What is needed: Copy exactly, please, each line of the data below until the line that contains "dedicated thread pool" has been copied, beginning at the top.

START Data excerpts

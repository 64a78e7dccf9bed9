//! WorkQueue consumer engine
//!
//! A pool of polling workers, each on its own OS thread, that receive one
//! message at a time from a transport, run the user handler and commit or
//! roll back. Around that loop sit:
//!
//! - backoff when the queue is empty or the transport fails ([`QueueWait`])
//! - a pause gate that parks secondary workers while the pool is idle
//! - per-message heartbeats on a dedicated thread pool
//! - a retry policy and error store routing for failed messages
//! - background monitors reclaiming stalled and expired messages
//! - a graceful shutdown ladder (stop, cancel, abandon or wait)

pub mod cancel_work;
pub mod collection;
pub mod consumer_metrics;
pub mod consumer_queue;
pub mod error;
pub mod events;
pub mod handler;
pub mod heartbeat;
pub mod monitor;
pub mod notification;
pub mod primary;
pub mod processing;
pub mod producer;
pub mod queue_wait;
pub mod retry;
pub mod rpc;
pub mod stop;
pub mod wait_gate;
pub mod worker;

pub use cancel_work::{DisposeGuard, QueueCancelWork};
pub use collection::WorkerCollection;
pub use consumer_queue::{ConsumerQueue, ConsumerQueueAsync};
pub use error::{ConsumerError, Result};
pub use events::{ConsumerEvents, ProcessingFailure, WorkerEvent};
pub use handler::{HandlerError, MessageHandler, MessageHandlerAsync};
pub use heartbeat::{HeartBeatFactory, HeartBeatThreadPool, HeartBeatWorker};
pub use monitor::{ExpiredMessageMonitor, HeartBeatMonitor, Monitor, QueueMonitor};
pub use notification::{
    CompositeConsumerNotification, ConsumerNotification, LoggingConsumerNotification,
    NoOpConsumerNotification,
};
pub use primary::PrimaryWorker;
pub use processing::{
    AsyncTaskCount, MessageProcessing, MessageProcessingAsync, MessageProcessor, ProcessingFactory,
};
pub use producer::{ProducerQueue, QueueOutputMessage};
pub use queue_wait::{QueueWait, QueueWaitFactory};
pub use retry::{RetryDecision, RetryPolicy};
pub use rpc::RpcQueue;
pub use stop::{StopOptions, StopOutcome, StopWorker};
pub use wait_gate::{WaitForEventOrCancel, WorkerWaitForEventOrCancel};
pub use worker::{Worker, WorkerState};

END Data excerpts

Expected answer:
repository 64a78e7dccf9bed9
//! WorkQueue consumer engine
//!
//! A pool of polling workers, each on its own OS thread, that receive one
//! message at a time from a transport, run the user handler and commit or
//! roll back. Around that loop sit:
//!
//! - backoff when the queue is empty or the transport fails ([`QueueWait`])
//! - a pause gate that parks secondary workers while the pool is idle
//! - per-message heartbeats on a dedicated thread pool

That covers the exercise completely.